Gergiev interpretatively takes his time with this, and he should—a fast Parsifal ends up being a ridiculous Parsifal, and though any conductor must be very careful when upping the tempo as only certain parts respond well to this in this opera, a lot of skill and endurance is needed to hold back until those moments. Gergiev does this. Best of all, he is very sympathetic to the singers in a way that even Karajan was not in this work. Since the late German maestro’s tenure at the BPO it has almost become common parlance that Wagner really didn’t mean his singers to be heard, but as part of the overall orchestral fabric. Gergiev is having none of this, and I am with him—the singers are clear as a bell.

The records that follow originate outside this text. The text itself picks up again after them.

//! Cluster command runner
//!
//! Drives one run: diagnostics, then `version`, `set-cluster`,
//! `use-cluster`, `login`, and the user command, each gating the next.
//! `version` is the only step whose failure does not stop the run.

use std::any::Any;
use std::future::Future;
use std::panic::AssertUnwindSafe;
use std::pin::Pin;
use std::time::{Duration, Instant};

use futures::FutureExt;
use tracing::{error, info, info_span, warn, Instrument};

use crate::config::DeploymentConfig;
use crate::error::RunError;
use crate::executor::CommandExecutor;
use crate::sink::{LineSink, RedactingSink};
use crate::step::{plan, CliProgram, Invocation, Step};

/// Result of one executed step
#[derive(Debug, Clone)]
pub struct StepOutcome {
    pub step: Step,
    pub command_line: String,
    /// `-1` when the child was killed by a signal
    pub exit_code: i32,
    pub elapsed: Duration,
}

impl StepOutcome {
    pub fn success(&self) -> bool {
        self.exit_code == 0
    }
}

/// Steps executed by a successful run
#[derive(Debug, Clone, Default)]
pub struct RunReport {
    pub steps: Vec<StepOutcome>,
}

impl RunReport {
    /// True when the user command ran and exited 0
    pub fn succeeded(&self) -> bool {
        self.steps
            .iter()
            .any(|outcome| outcome.step == Step::Command && outcome.success())
    }

    /// Non-fatal steps that exited non-zero
    pub fn warnings(&self) -> impl Iterator<Item = &StepOutcome> {
        self.steps.iter().filter(|outcome| !outcome.success())
    }

    pub fn total_elapsed(&self) -> Duration {
        self.steps.iter().map(|outcome| outcome.elapsed).sum()
    }
}

/// Runs the fixed teresa command sequence against an injected executor
pub struct ClusterCommandRunner<E> {
    executor: E,
    cli: CliProgram,
    step_timeout: Option<Duration>,
}

impl<E: CommandExecutor> ClusterCommandRunner<E> {
    pub fn new(executor: E) -> Self {
        Self {
            executor,
            cli: CliProgram::default(),
            step_timeout: None,
        }
    }

    pub fn with_cli(mut self, cli: CliProgram) -> Self {
        self.cli = cli;
        self
    }

    /// Limit how long any single step may run
    pub fn with_step_timeout(mut self, timeout: Duration) -> Self {
        self.step_timeout = Some(timeout);
        self
    }

    pub fn executor(&self) -> &E {
        &self.executor
    }

    pub fn cli(&self) -> &CliProgram {
        &self.cli
    }

    pub async fn run(
        &self,
        config: &DeploymentConfig,
        sink: &dyn LineSink,
    ) -> Result<RunReport, RunError> {
        self.run_until(config, sink, std::future::pending()).await
    }

    /// Like [`run`](Self::run), aborting the in-flight step when `shutdown` resolves
    pub async fn run_until<F>(
        &self,
        config: &DeploymentConfig,
        sink: &dyn LineSink,
        shutdown: F,
    ) -> Result<RunReport, RunError>
    where
        F: Future<Output = ()>,
    {
        config.validate()?;

        let span = info_span!("run", cluster = %config.cluster_name(), server = %config.server());
        // The command is free text and may embed the password; child output too
        let redacted = RedactingSink::new(sink, config.password());
        let mut shutdown = std::pin::pin!(shutdown);

        async {
            // Diagnostics are reported against the opening step
            let opening = Step::ALL[0];
            emit(sink, opening, &format!("Login:  {}", config.login()))?;
            emit(sink, opening, &format!("Server:  {}", config.server()))?;
            emit(sink, opening, &format!("Cluster Name:  {}", config.cluster_name()))?;
            emit(&redacted, opening, &format!("Command :  {}", config.command()))?;

            let mut report = RunReport::default();
            for invocation in plan(&self.cli, config) {
                match invocation.step {
                    Step::SetCluster => emit(sink, invocation.step, "Configure Teresa Server")?,
                    Step::Command => emit(sink, invocation.step, "Execute Command: ")?,
                    _ => {}
                }
                let outcome = self
                    .execute_step(&invocation, sink, &redacted, shutdown.as_mut())
                    .await?;
                report.steps.push(outcome);
            }

            info!(elapsed_ms = report.total_elapsed().as_millis() as u64, "run finished");
            Ok::<_, RunError>(report)
        }
        .instrument(span)
        .await
    }

    /// `sink` gets runner-authored lines; `redacted` gets anything derived
    /// from the user command or the child process
    async fn execute_step<F>(
        &self,
        invocation: &Invocation<'_>,
        sink: &dyn LineSink,
        redacted: &dyn LineSink,
        shutdown: Pin<&mut F>,
    ) -> Result<StepOutcome, RunError>
    where
        F: Future<Output = ()>,
    {
        let step = invocation.step;
        let command_line = invocation.command_line.to_string();
        info!(step = %step, "executing");
        let echo = if step == Step::Command { redacted } else { sink };
        emit(echo, step, &format!("$ {command_line}"))?;

        let started = Instant::now();
        let execution =
            AssertUnwindSafe(self.executor.execute(invocation, redacted)).catch_unwind();
        let bounded = async move {
            match self.step_timeout {
                Some(limit) => tokio::time::timeout(limit, execution)
                    .await
                    .map_err(|_| RunError::TimedOut { step, limit }),
                None => Ok(execution.await),
            }
        };

        let result = tokio::select! {
            biased;
            _ = shutdown => {
                warn!(step = %step, "run cancelled");
                return Err(RunError::Cancelled { step });
            }
            result = bounded => result?,
        };

        let status = match result {
            Ok(Ok(status)) => status,
            Ok(Err(source)) => {
                error!(step = %step, error = %source, "could not execute step");
                return Err(RunError::io(step, source));
            }
            Err(panic) => return Err(unexpected(step, panic.as_ref())),
        };

        let exit_code = status.code_or_signal();
        emit(sink, step, &format!("exit status {exit_code}"))?;

        if !status.success() {
            if step.is_fatal() {
                error!(step = %step, exit_code, "step failed");
                return Err(RunError::step_failed(step, exit_code));
            }
            warn!(step = %step, exit_code, "non-fatal step failed, continuing");
            emit(
                sink,
                step,
                &format!("warning: {step} exited with {exit_code}, continuing"),
            )?;
        }

        Ok(StepOutcome {
            step,
            command_line,
            exit_code,
            elapsed: started.elapsed(),
        })
    }
}

/// Write one build log line, turning a panicking sink into a step failure
fn emit(sink: &dyn LineSink, step: Step, line: &str) -> Result<(), RunError> {
    std::panic::catch_unwind(AssertUnwindSafe(|| sink.write_line(line)))
        .map_err(|panic| unexpected(step, panic.as_ref()))
}

fn unexpected(step: Step, panic: &(dyn Any + Send)) -> RunError {
    let message = panic_message(panic);
    error!(step = %step, %message, "step panicked");
    RunError::unexpected(step, message)
}

fn panic_message(payload: &(dyn Any + Send)) -> String {
    if let Some(message) = payload.downcast_ref::<&str>() {
        message.to_string()
    } else if let Some(message) = payload.downcast_ref::<String>() {
        message.clone()
    } else {
        "panic with non-string payload".to_string()
    }
}

#[cfg(test)]
mod tests {
    use super::*;
    use crate::executor::MockExecutor;
    use crate::sink::MemorySink;

    fn config() -> DeploymentConfig {
        DeploymentConfig::new(
            "alice",
            "secret",
            "https://cluster.example",
            "prod",
            "teresa deploy app.yaml",
        )
    }

    #[tokio::test]
    async fn writes_diagnostics_before_any_step() {
        let runner = ClusterCommandRunner::new(MockExecutor::new());
        let sink = MemorySink::new();
        runner.run(&config(), &sink).await.unwrap();

        let lines = sink.lines();
        assert_eq!(
            &lines[..4],
            [
                "Login:  alice",
                "Server:  https://cluster.example",
                "Cluster Name:  prod",
                "Command :  teresa deploy app.yaml",
            ]
        );
        assert_eq!(lines[4], "$ teresa version");
    }

    #[tokio::test]
    async fn report_lists_every_step() {
        let runner = ClusterCommandRunner::new(MockExecutor::new());
        let report = runner.run(&config(), &MemorySink::new()).await.unwrap();

        let steps: Vec<Step> = report.steps.iter().map(|o| o.step).collect();
        assert_eq!(steps, Step::ALL.to_vec());
        assert!(report.succeeded());
        assert_eq!(report.warnings().count(), 0);
    }

    #[tokio::test]
    async fn version_failure_is_a_warning() {
        let mock = MockExecutor::new();
        mock.exit_with(Step::Version, 1);
        let runner = ClusterCommandRunner::new(mock);
        let sink = MemorySink::new();

        let report = runner.run(&config(), &sink).await.unwrap();

        assert!(report.succeeded());
        assert_eq!(report.warnings().map(|o| o.step).collect::<Vec<_>>(), vec![Step::Version]);
        assert!(sink.contains("warning: version exited with 1, continuing"));
    }

    #[tokio::test]
    async fn panic_message_from_string_payload() {
        let payload: Box<dyn Any + Send> = Box::new(String::from("boom"));
        assert_eq!(panic_message(payload.as_ref()), "boom");
        let payload: Box<dyn Any + Send> = Box::new(42u8);
        assert_eq!(panic_message(payload.as_ref()), "panic with non-string payload");
    }

    #[tokio::test]
    async fn custom_cli_program_is_used() {
        let cli: CliProgram = "/opt/bin/teresa".parse().unwrap();
        let runner = ClusterCommandRunner::new(MockExecutor::new()).with_cli(cli);
        runner.run(&config(), &MemorySink::new()).await.unwrap();

        assert_eq!(
            runner.executor().command_lines()[0],
            "/opt/bin/teresa version"
        );
    }
}
use serde::{Deserialize, Serialize};
use std::collections::HashMap;
use std::env;
use std::fs;
use std::path::{Path, PathBuf};
use std::time::Duration;

use crate::config::{DeploymentConfig, Secret};
use crate::error::SettingsError;
use crate::step::CliProgram;
use tracing::warn;

/// Settings file for teresabuild
///
/// Every value is optional; command-line flags fill or override them.
#[derive(Debug, Clone, Default, Serialize, Deserialize)]
pub struct Settings {
    #[serde(default)]
    pub cluster: ClusterSettings,
    #[serde(default)]
    pub credentials: CredentialSettings,
    #[serde(default)]
    pub step: StepSettings,
    #[serde(default)]
    pub cli: CliSettings,
}

#[derive(Debug, Clone, Default, Serialize, Deserialize)]
pub struct ClusterSettings {
    pub server: Option<String>,
    pub name: Option<String>,
}

#[derive(Debug, Clone, Default, Serialize, Deserialize)]
pub struct CredentialSettings {
    pub login: Option<String>,
    /// Prefer `${TERESA_PASSWORD}` over a literal value
    pub password: Option<String>,
}

#[derive(Debug, Clone, Default, Serialize, Deserialize)]
pub struct StepSettings {
    pub command: Option<String>,
}

#[derive(Debug, Clone, Default, Serialize, Deserialize)]
pub struct CliSettings {
    pub program: Option<String>,
    pub timeout_secs: Option<u64>,
}

/// Values supplied on the command line (or their env fallbacks)
#[derive(Debug, Clone, Default)]
pub struct Overrides {
    pub login: Option<String>,
    pub password: Option<Secret>,
    pub server: Option<String>,
    pub cluster_name: Option<String>,
    pub command: Option<String>,
}

impl Settings {
    /// Settings file path: ~/.teresabuild/config.toml
    pub fn default_path() -> PathBuf {
        dirs::home_dir()
            .unwrap_or_else(|| PathBuf::from("."))
            .join(".teresabuild/config.toml")
    }

    /// Load and expand a settings file
    pub fn load(path: &Path) -> Result<Self, SettingsError> {
        let content = fs::read_to_string(path).map_err(|source| SettingsError::Read {
            path: path.to_path_buf(),
            source,
        })?;
        Self::parse(&content, path)
    }

    /// Load `path` if given, else the default file if it exists, else empty settings
    pub fn load_or_default(path: Option<&Path>) -> Result<Self, SettingsError> {
        match path {
            Some(path) => Self::load(path),
            None => {
                let default = Self::default_path();
                if default.exists() {
                    Self::load(&default)
                } else {
                    Ok(Self::default())
                }
            }
        }
    }

    fn parse(content: &str, path: &Path) -> Result<Self, SettingsError> {
        let mut settings: Self = toml::from_str(content).map_err(|source| SettingsError::Parse {
            path: path.to_path_buf(),
            source,
        })?;
        settings.expand_variables(&env_vars());
        Ok(settings)
    }

    /// Expand ${var} references in every string value except the step command
    ///
    /// The command goes to the shell verbatim, so `${TAG:-latest}` and friends
    /// are left for the shell to expand.
    fn expand_variables(&mut self, vars: &HashMap<String, String>) {
        let fields = [
            ("cluster.server", &mut self.cluster.server),
            ("cluster.name", &mut self.cluster.name),
            ("credentials.login", &mut self.credentials.login),
            ("credentials.password", &mut self.credentials.password),
            ("cli.program", &mut self.cli.program),
        ];
        for (field, value) in fields {
            let Some(value) = value else { continue };
            *value = expand_string(value, vars);
            if value.contains("${") {
                warn!(field, "settings value has an unresolved ${{...}} reference");
            }
        }
    }

    /// Merge overrides on top of the file values
    pub fn resolve(&self, overrides: Overrides) -> DeploymentConfig {
        let pick = |flag: Option<String>, file: &Option<String>| {
            flag.or_else(|| file.clone()).unwrap_or_default()
        };

        let password = overrides.password.unwrap_or_else(|| {
            Secret::new(self.credentials.password.clone().unwrap_or_default())
        });

        DeploymentConfig::new(
            pick(overrides.login, &self.credentials.login),
            password,
            pick(overrides.server, &self.cluster.server),
            pick(overrides.cluster_name, &self.cluster.name),
            pick(overrides.command, &self.step.command),
        )
    }

    /// CLI program from the override or the file, defaulting to `teresa`
    pub fn cli_program(&self, program: Option<&str>) -> Result<CliProgram, SettingsError> {
        match program.or(self.cli.program.as_deref()) {
            Some(value) => value.parse(),
            None => Ok(CliProgram::default()),
        }
    }

    pub fn step_timeout(&self, timeout_secs: Option<u64>) -> Option<Duration> {
        timeout_secs
            .or(self.cli.timeout_secs)
            .filter(|secs| *secs > 0)
            .map(Duration::from_secs)
    }

    /// Copy with the password replaced by a mask, for display
    pub fn masked(&self) -> Self {
        let mut masked = self.clone();
        if let Some(password) = masked.credentials.password.as_mut() {
            if !password.is_empty() {
                *password = Secret::mask().to_string();
            }
        }
        masked
    }

    pub fn to_toml(&self) -> Result<String, toml::ser::Error> {
        toml::to_string_pretty(self)
    }

    /// Write a starter settings file
    pub fn write_template(path: &Path) -> Result<(), SettingsError> {
        let write_err = |source| SettingsError::Write {
            path: path.to_path_buf(),
            source,
        };
        if let Some(parent) = path.parent() {
            fs::create_dir_all(parent).map_err(write_err)?;
        }
        fs::write(path, TEMPLATE).map_err(write_err)
    }
}

const TEMPLATE: &str = r#"# teresabuild settings
# Values may reference environment variables as ${NAME}.
# The step command is passed to the shell untouched.

[cluster]
server = "https://teresa.example.com"
name = "prod"

[credentials]
login = "deploy-bot"
password = "${TERESA_PASSWORD}"

[step]
command = "teresa deploy create . --app myapp"

[cli]
program = "teresa"
# timeout_secs = 600
"#;

fn env_vars() -> HashMap<String, String> {
    env::vars().collect()
}

/// Expand ${var} references in a string
///
/// Unknown references are left as-is.
fn expand_string(s: &str, vars: &HashMap<String, String>) -> String {
    let mut result = String::with_capacity(s.len());
    let mut rest = s;

    while let Some(start) = rest.find("${") {
        result.push_str(&rest[..start]);
        let after = &rest[start + 2..];
        match after.find('}') {
            Some(end) => {
                let name = &after[..end];
                match vars.get(name) {
                    Some(value) => result.push_str(value),
                    None => result.push_str(&rest[start..start + end + 3]),
                }
                rest = &after[end + 1..];
            }
            None => {
                result.push_str(&rest[start..]);
                rest = "";
            }
        }
    }
    result.push_str(rest);
    result
}
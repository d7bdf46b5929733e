//! Build log sinks
//!
//! A [`LineSink`] receives every line a run produces: diagnostics, step
//! banners, exit statuses, and streamed child output.

use std::io::Write;
use std::sync::{Mutex, MutexGuard};

use crate::config::Secret;

/// Destination for build log lines
pub trait LineSink: Send + Sync {
    fn write_line(&self, text: &str);
}

fn lock<T>(mutex: &Mutex<T>) -> MutexGuard<'_, T> {
    mutex.lock().unwrap_or_else(|poisoned| poisoned.into_inner())
}

/// Forwards lines to `tracing` under the `build_log` target
#[derive(Debug, Default, Clone, Copy)]
pub struct TracingSink;

impl LineSink for TracingSink {
    fn write_line(&self, text: &str) {
        tracing::info!(target: "build_log", "{}", text);
    }
}

/// Writes lines to any writer (stdout, a file, a buffer)
pub struct WriterSink<W: Write + Send> {
    writer: Mutex<W>,
}

impl<W: Write + Send> WriterSink<W> {
    pub fn new(writer: W) -> Self {
        Self {
            writer: Mutex::new(writer),
        }
    }

    pub fn into_inner(self) -> W {
        self.writer
            .into_inner()
            .unwrap_or_else(|poisoned| poisoned.into_inner())
    }
}

impl<W: Write + Send> LineSink for WriterSink<W> {
    fn write_line(&self, text: &str) {
        let mut writer = lock(&self.writer);
        // A closed build log must not fail the deployment
        if writeln!(writer, "{text}").and_then(|_| writer.flush()).is_err() {
            tracing::debug!("build log writer rejected a line");
        }
    }
}

/// Collects lines in memory
#[derive(Debug, Default)]
pub struct MemorySink {
    lines: Mutex<Vec<String>>,
}

impl MemorySink {
    pub fn new() -> Self {
        Self::default()
    }

    pub fn lines(&self) -> Vec<String> {
        lock(&self.lines).clone()
    }

    pub fn contains(&self, needle: &str) -> bool {
        lock(&self.lines).iter().any(|line| line.contains(needle))
    }
}

impl LineSink for MemorySink {
    fn write_line(&self, text: &str) {
        lock(&self.lines).push(text.to_string());
    }
}

/// Masks a secret in every line before forwarding it
pub struct RedactingSink<'a> {
    inner: &'a dyn LineSink,
    secret: &'a Secret,
}

impl<'a> RedactingSink<'a> {
    pub fn new(inner: &'a dyn LineSink, secret: &'a Secret) -> Self {
        Self { inner, secret }
    }
}

impl LineSink for RedactingSink<'_> {
    fn write_line(&self, text: &str) {
        let secret = self.secret.expose();
        if secret.is_empty() || !text.contains(secret) {
            self.inner.write_line(text);
        } else {
            self.inner.write_line(&text.replace(secret, Secret::mask()));
        }
    }
}

#[cfg(test)]
mod tests {
    use super::*;

    #[test]
    fn test_memory_sink_keeps_order() {
        let sink = MemorySink::new();
        sink.write_line("one");
        sink.write_line("two");
        assert_eq!(sink.lines(), vec!["one", "two"]);
    }

    #[test]
    fn test_writer_sink_appends_newlines() {
        let sink = WriterSink::new(Vec::new());
        sink.write_line("Login:  alice");
        sink.write_line("Server:  https://cluster.example");

        let written = String::from_utf8(sink.into_inner()).unwrap();
        assert_eq!(written, "Login:  alice\nServer:  https://cluster.example\n");
    }

    #[test]
    fn test_redacting_sink_masks_every_occurrence() {
        let memory = MemorySink::new();
        let secret = Secret::new("s3cr3t");
        let sink = RedactingSink::new(&memory, &secret);

        sink.write_line("password=s3cr3t again s3cr3t");
        sink.write_line("nothing to hide");

        assert_eq!(
            memory.lines(),
            vec!["password=******** again ********", "nothing to hide"]
        );
    }

    #[test]
    fn test_redacting_sink_ignores_empty_secret() {
        let memory = MemorySink::new();
        let secret = Secret::default();
        RedactingSink::new(&memory, &secret).write_line("abc");
        assert_eq!(memory.lines(), vec!["abc"]);
    }
}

The cast is very good, though Violeta Urmana’s Kundry lacks a little of the temptress that one might like to hear in the role. The main men are superb—both Gary Lehman’s Parsifal and Rene Pape’s hefty Gurnemanz are up to snuff, though I have seen some reviews that question the fortitude of the former—don’t you believe it. This is a winning cast that brings about all you could wish for to these roles, and the addition of Super Audio sound that is rigorously structured and beautifully captured—the first Parsifal to be recorded like this—makes this a must-have for audiophiles and a severe temptation to all others. As a note, this is taken from concert performances, not a staged event.